Many find it in vogue to lambast the PalmOS (Garnet) platform as antiquated and outlived. My take is show me what works as simply, elegantly, and just plain better for what it was intended to do in the workplace and marketplace: namely, be an intuitive platform for syncing Outlook, or the Palm Desktop (and now, even the Cloud on Google, using proven solutions such as Pimlico's Pimlical and Datebook) with Palm's full-fledged PIM (calendar, contacts, tasks, and memos), email, and bevy of excellent, third-party apps and hacks that expand Garnet's limited copy-and-paste buffer and built-in task-switching capabilities. (Try, for example, RNS's Hi-Launcher/sub-launcher utilities and/or other excellent launchers available on that platform.) Amazingly, the Palm Centro (and other Garnet-based devices) allow programs like PocketTunes to run media and music in the backgroud, while others function in the foreground. Even by today's standards, this outpaces a few contemporary, multi-tasking OS's--including Palm's own WebOS-based Pre and Pixi smartphones! Blazer's limited web-browsing features lack the flair of its modern counterparts, but one still can install the superb Opera Mini browser on PalmOS, with Java and, with minimal tweaking, enjoy a full-blown web experience on a truly pocketable device. When I am on the "go," it is nice to choose between two browsing options: Blazer for rendering mobile web information reasonably fast, without Flash and unwanted ads; and Opera Mini for nimbly zooming-in and out of full page websites, using a stylus, without the need to tote a buff cloth for cleaning my device after nearly every use.

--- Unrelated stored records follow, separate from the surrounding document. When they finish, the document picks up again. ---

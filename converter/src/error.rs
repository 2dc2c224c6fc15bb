//! Converter error types.

use scene_registry::{ConstructError, RegistryError};
use thiserror::Error;

/// Errors produced while converting a scene description.
#[derive(Debug, Error)]
pub enum ConvertError {
    /// Input is not valid JSON.
    #[error("invalid JSON: {0}")]
    InvalidJson(#[from] serde_json::Error),

    /// Converter configuration could not be read.
    #[error("invalid converter config: {0}")]
    InvalidConfig(String),

    /// A name in the description is not in the registry.
    #[error("unknown identifier {identifier} at {path}: {source}")]
    UnknownIdentifier {
        identifier: String,
        path: String,
        #[source]
        source: RegistryError,
    },

    /// The type key holds something other than a class name.
    #[error("{key} at {path} must be a string")]
    InvalidTypeKey { key: String, path: String },

    /// A constructor rejected its props.
    #[error("cannot construct object at {path}: {source}")]
    Construct {
        path: String,
        #[source]
        source: ConstructError,
    },
}

impl ConvertError {
    pub fn unknown_identifier(
        identifier: impl Into<String>,
        path: impl Into<String>,
        source: RegistryError,
    ) -> Self {
        Self::UnknownIdentifier {
            identifier: identifier.into(),
            path: path.into(),
            source,
        }
    }

    pub fn invalid_config(message: impl Into<String>) -> Self {
        Self::InvalidConfig(message.into())
    }

    /// Location in the description, when the error has one.
    pub fn path(&self) -> Option<&str> {
        match self {
            Self::UnknownIdentifier { path, .. }
            | Self::InvalidTypeKey { path, .. }
            | Self::Construct { path, .. } => Some(path),
            Self::InvalidJson(_) | Self::InvalidConfig(_) => None,
        }
    }
}

/// Result type for conversion.
pub type ConvertResult<T> = Result<T, ConvertError>;
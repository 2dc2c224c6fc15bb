//! Name types for registry keys.
//!
//! Every name that can be referenced from a scene description is an
//! [`Identifier`]: non-empty, starting with a letter, `_` or `$`, followed by
//! letters, digits, `_` or `$`.

use std::borrow::Borrow;
use std::fmt;
use std::sync::OnceLock;

use regex_lite::Regex;

use crate::{CoreError, CoreResult};

fn identifier_pattern() -> &'static Regex {
    static PATTERN: OnceLock<Regex> = OnceLock::new();
    PATTERN.get_or_init(|| {
        Regex::new(r"^[A-Za-z_$][A-Za-z0-9_$]*$").expect("identifier pattern is a valid literal")
    })
}

/// Check whether a string is a valid identifier without allocating.
pub fn is_valid_identifier(name: &str) -> bool {
    identifier_pattern().is_match(name)
}

/// A validated registry key.
#[derive(Debug, Clone, PartialEq, Eq, Hash, PartialOrd, Ord)]
pub struct Identifier(String);

impl Identifier {
    /// Validate and wrap a name.
    pub fn new(name: impl Into<String>) -> CoreResult<Self> {
        let name = name.into();
        if is_valid_identifier(&name) {
            Ok(Self(name))
        } else {
            Err(CoreError::InvalidIdentifier(name))
        }
    }

    /// Get the name as a string slice.
    pub fn as_str(&self) -> &str {
        &self.0
    }
}

impl fmt::Display for Identifier {
    fn fmt(&self, f: &mut fmt::Formatter<'_>) -> fmt::Result {
        f.write_str(&self.0)
    }
}

impl Borrow<str> for Identifier {
    fn borrow(&self) -> &str {
        &self.0
    }
}

impl AsRef<str> for Identifier {
    fn as_ref(&self) -> &str {
        &self.0
    }
}

impl TryFrom<&str> for Identifier {
    type Error = CoreError;

    fn try_from(name: &str) -> CoreResult<Self> {
        Self::new(name)
    }
}

impl TryFrom<String> for Identifier {
    type Error = CoreError;

    fn try_from(name: String) -> CoreResult<Self> {
        Self::new(name)
    }
}

/// Label of a capability provider, e.g. `@deck.gl/layers`.
///
/// Used only for diagnostics; it is not an [`Identifier`].
#[derive(Debug, Clone, PartialEq, Eq, Hash, PartialOrd, Ord)]
pub struct ProviderId(String);

impl ProviderId {
    /// Create a provider label. Empty labels are rejected.
    pub fn new(label: impl Into<String>) -> CoreResult<Self> {
        let label = label.into();
        if label.trim().is_empty() {
            return Err(CoreError::EmptyProviderId);
        }
        Ok(Self(label))
    }

    /// Get the label.
    pub fn as_str(&self) -> &str {
        &self.0
    }
}

impl fmt::Display for ProviderId {
    fn fmt(&self, f: &mut fmt::Formatter<'_>) -> fmt::Result {
        f.write_str(&self.0)
    }
}
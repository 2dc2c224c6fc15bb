//! Constant registry: name to pre-built value.

use std::collections::btree_map::Entry;
use std::collections::BTreeMap;

use scene_core::{Constant, Identifier};
use tracing::debug;

use crate::{RegistryError, RegistryResult};

/// Immutable mapping from constant name to opaque value.
#[derive(Debug, Clone, Default)]
pub struct ConstantRegistry {
    constants: BTreeMap<Identifier, Constant>,
}

impl ConstantRegistry {
    /// Get the constant registered under `name`.
    pub fn get(&self, name: &str) -> RegistryResult<&Constant> {
        self.constants
            .get(name)
            .ok_or_else(|| RegistryError::UnknownConstant(name.to_string()))
    }

    pub fn contains(&self, name: &str) -> bool {
        self.constants.contains_key(name)
    }

    pub fn names(&self) -> impl Iterator<Item = &str> {
        self.constants.keys().map(|name| name.as_str())
    }

    pub fn len(&self) -> usize {
        self.constants.len()
    }

    pub fn is_empty(&self) -> bool {
        self.constants.is_empty()
    }
}

/// Collect named constants into a registry.
pub fn build_constant_registry<I, K>(constants: I) -> RegistryResult<ConstantRegistry>
where
    I: IntoIterator<Item = (K, Constant)>,
    K: Into<String>,
{
    let mut table = BTreeMap::new();
    for (name, constant) in constants {
        match table.entry(Identifier::new(name)?) {
            Entry::Vacant(slot) => {
                slot.insert(constant);
            }
            Entry::Occupied(slot) => {
                return Err(RegistryError::DuplicateConstant(slot.key().to_string()));
            }
        }
    }

    debug!(constants = table.len(), "Built constant registry");
    Ok(ConstantRegistry { constants: table })
}
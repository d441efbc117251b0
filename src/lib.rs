// Library interface for syllable-bot
// This allows integration tests to access internal modules

pub mod bonus;
pub mod cli;
pub mod config;
pub mod dictionary;
pub mod error;
pub mod logging;
pub mod protocol;
pub mod server;
pub mod session;
pub mod solver;
pub mod typing;

// Re-export commonly used types for easier testing
pub use bonus::BonusAlphabet;
pub use config::{BotConfig, DelayRange};
pub use dictionary::{Dictionary, Language, WordList, load_words_from_file, load_words_from_str};
pub use error::{DictionaryError, ProtocolError};
pub use protocol::{GameEvent, Outbound, parse_event};
pub use session::{Phase, Session};
pub use solver::{Solver, Strategy};
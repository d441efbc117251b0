// Error types for the dictionary store and the wire protocol

use std::path::PathBuf;
use thiserror::Error;

/// Failures reading or writing a dictionary file
#[derive(Debug, Error)]
pub enum DictionaryError {
    #[error("no dictionary loaded yet")]
    NotLoaded,

    #[error("failed to read dictionary {path}: {source}")]
    Read {
        path: PathBuf,
        #[source]
        source: std::io::Error,
    },

    #[error("failed to write dictionary {path}: {source}")]
    Write {
        path: PathBuf,
        #[source]
        source: std::io::Error,
    },
}

/// Inbound frames that could not be turned into a `GameEvent`
#[derive(Debug, Error)]
pub enum ProtocolError {
    #[error("message is not valid JSON: {0}")]
    InvalidJson(#[from] serde_json::Error),

    #[error("message is not a JSON object")]
    NotAnObject,

    #[error("message has no string \"event\" field")]
    MissingEvent,

    #[error("unknown event kind: {0}")]
    UnknownEvent(String),

    #[error("malformed {event} payload: {reason}")]
    MalformedPayload { event: &'static str, reason: String },
}

impl ProtocolError {
    pub fn malformed(event: &'static str, reason: impl Into<String>) -> Self {
        Self::MalformedPayload {
            event,
            reason: reason.into(),
        }
    }
}
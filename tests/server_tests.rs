// End-to-end tests over a real WebSocket connection

use futures_util::{SinkExt, StreamExt};
use serde_json::{Value, json};
use std::fs;
use std::time::Duration;
use syllable_bot::logging::RecordingLog;
use syllable_bot::server::BotServer;
use syllable_bot::*;
use tokio::net::TcpStream;
use tokio::sync::oneshot;
use tokio_tungstenite::tungstenite::Message;
use tokio_tungstenite::{MaybeTlsStream, WebSocketStream, connect_async};

type Client = WebSocketStream<MaybeTlsStream<TcpStream>>;

async fn next_json(ws: &mut Client) -> Value {
    loop {
        let frame = tokio::time::timeout(Duration::from_secs(5), ws.next())
            .await
            .expect("timed out waiting for a frame")
            .expect("connection closed")
            .expect("read error");
        if let Message::Text(text) = frame {
            return serde_json::from_str(text.as_str()).unwrap();
        }
    }
}

async fn send_json(ws: &mut Client, value: Value) {
    ws.send(Message::Text(value.to_string().into())).await.unwrap();
}

#[tokio::test]
async fn test_server_plays_a_turn_and_saves_on_shutdown() {
    let dir = std::env::temp_dir().join(format!("syllable_bot_server_{}", std::process::id()));
    let _ = fs::remove_dir_all(&dir);
    fs::create_dir_all(&dir).unwrap();
    fs::write(dir.join("en.txt"), "cat\ncats\n").unwrap();

    let log = RecordingLog::new();
    let dictionary = Dictionary::new(&dir, log.clone());
    let mut solver = Solver::with_seed(3, log.clone());
    solver.set_strategy(Strategy::Longest);
    let config = BotConfig {
        typing_delay: DelayRange::new(0.0, 0.0),
        start_delay: DelayRange::new(0.0, 0.0),
        ..BotConfig::default()
    };
    let session = Session::new(dictionary, solver, config, log.clone()).with_seed(3);

    let server = BotServer::bind("127.0.0.1:0", session, log.clone())
        .await
        .unwrap();
    let addr = server.local_addr().unwrap();
    let (stop_tx, stop_rx) = oneshot::channel::<()>();
    let running = tokio::spawn(server.run(async {
        let _ = stop_rx.await;
    }));

    let (mut ws, _) = connect_async(format!("ws://{addr}")).await.unwrap();
    send_json(
        &mut ws,
        json!({
            "event": "setup",
            "data": {"selfPeerId": 7, "milestone": {"dictionaryManifest": {"name": "English"}}}
        }),
    )
    .await;

    let initial = next_json(&mut ws).await;
    assert_eq!(initial["event"], "initialConfig");
    assert_eq!(initial["data"]["active"], true);
    assert_eq!(initial["data"]["autojoin"], false);

    send_json(&mut ws, json!({"event": "nextTurn", "data": [7, "at"]})).await;
    let mut typed = Vec::new();
    let submitted = loop {
        let frame = next_json(&mut ws).await;
        match frame["action"].as_str() {
            Some("teclear_texto") => typed.push(frame["text"].as_str().unwrap().to_string()),
            Some("escribir_palabra") => break frame["word"].as_str().unwrap().to_string(),
            other => panic!("unexpected frame {other:?}: {frame}"),
        }
    };
    assert_eq!(typed, vec!["c", "ca", "cat", "cats"]);
    assert_eq!(submitted, "cats");

    // Another player's word is learned and written out on shutdown.
    send_json(&mut ws, json!({"event": "setPlayerWord", "data": [8, "bat"]})).await;
    send_json(&mut ws, json!({"event": "correctWord", "data": [8]})).await;
    ws.close(None).await.unwrap();
    // The server answers our close only after handling the frames before it.
    while let Some(Ok(_)) = ws.next().await {}

    stop_tx.send(()).unwrap();
    let session = running.await.unwrap().unwrap();
    assert_eq!(session.phase(), Phase::AwaitingIdentity);
    assert!(session.dictionary().contains("bat"));
    assert_eq!(
        load_words_from_file(dir.join("en.txt")).unwrap(),
        vec!["bat", "cat", "cats"]
    );

    let _ = fs::remove_dir_all(&dir);
}

#[tokio::test]
async fn test_bind_reports_address_in_use() {
    let taken = tokio::net::TcpListener::bind("127.0.0.1:0").await.unwrap();
    let addr = taken.local_addr().unwrap();

    let log = RecordingLog::new();
    let dictionary = Dictionary::new(std::env::temp_dir(), log.clone());
    let session = Session::new(dictionary, Solver::new(log.clone()), BotConfig::default(), log.clone());
    let result = BotServer::bind(&addr.to_string(), session, log).await;
    assert!(result.is_err());
}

While I have owned an Apple iPod Touch for about a year, I prefer it as a compact media player for downloading and viewing recorded television shows and films, listening to music, playing games, etc., mostly when I'm in flight, and find no need to carry a laptop for work that I can otherwise do on my Centro. To date, not all of the titles available on other platforms such as Android, RIM, and Apple, have achieved the maturity and functionality of their equivalents, running on my Palm Centro.
No doubt, the new iPhone 4, with its multitasking, dual-facing cameras, speed, sexy marketing, superior build, and plethora of third-party apps deserves, undeniably, its "hit" status. While I have grown used to typing on the Touch's virtual keyboard, it doesn't offer me the more satisfying, tactile typing experience of Centro's physical keyboard--cramped bubbleboard and all. I make as many (if not, more) mistakes and corrections on my Touch as I do on my Centro.
In short, after a decade of using and accruing data on PalmOS, switching to Windows Mobile, RIM, Apple, even Palm WebOS, now, would be a step backward, yielding fewer applications and capabilities--even if I were to use emulators such as Style-Tap or Classic. I still rely upon a few, rare legacy programs that I use on my Centro, but that's another story. That said, WebOS, Android, Windows Mobile 7, or Apple's mobile MAC OS, may be in the future for me. I have tried Palm's WebOS-based Pre and Pixi at various carriers' outlets, and plan to try them again (or their successors), later, following HP's acquisition of Palm, but only after the platform and hardware have matured, and synergies have been properly optimized.
I offered similar thoughts on a palm platform website, and appreciate the opportunity to do so, again, for my purchase of the Palm Centro on eBay.
My Palm had seemed to die, along with all the contacts and addresses enclosed. Took my two year old phone to Verizon, and their tech told me the phone was dead, I would need to sign up for another TWO YEARS! Plus I would have to pay an extra $30 for a similar smartphone. So I bought one working model on ebay. Turned out by moving the battery to my old phone, it wasn't dead. The battery was shot. I would have shot the tech at Verizon who could take the time to check the battery! But I was really pleased that my little ($46) ebay sale saved me the $30 x 24 months) plus I now had all my business contacts back.
Thanks to ebay. I also got an extra battery charger to keep in my office ($20 value alone) and an extra data cable.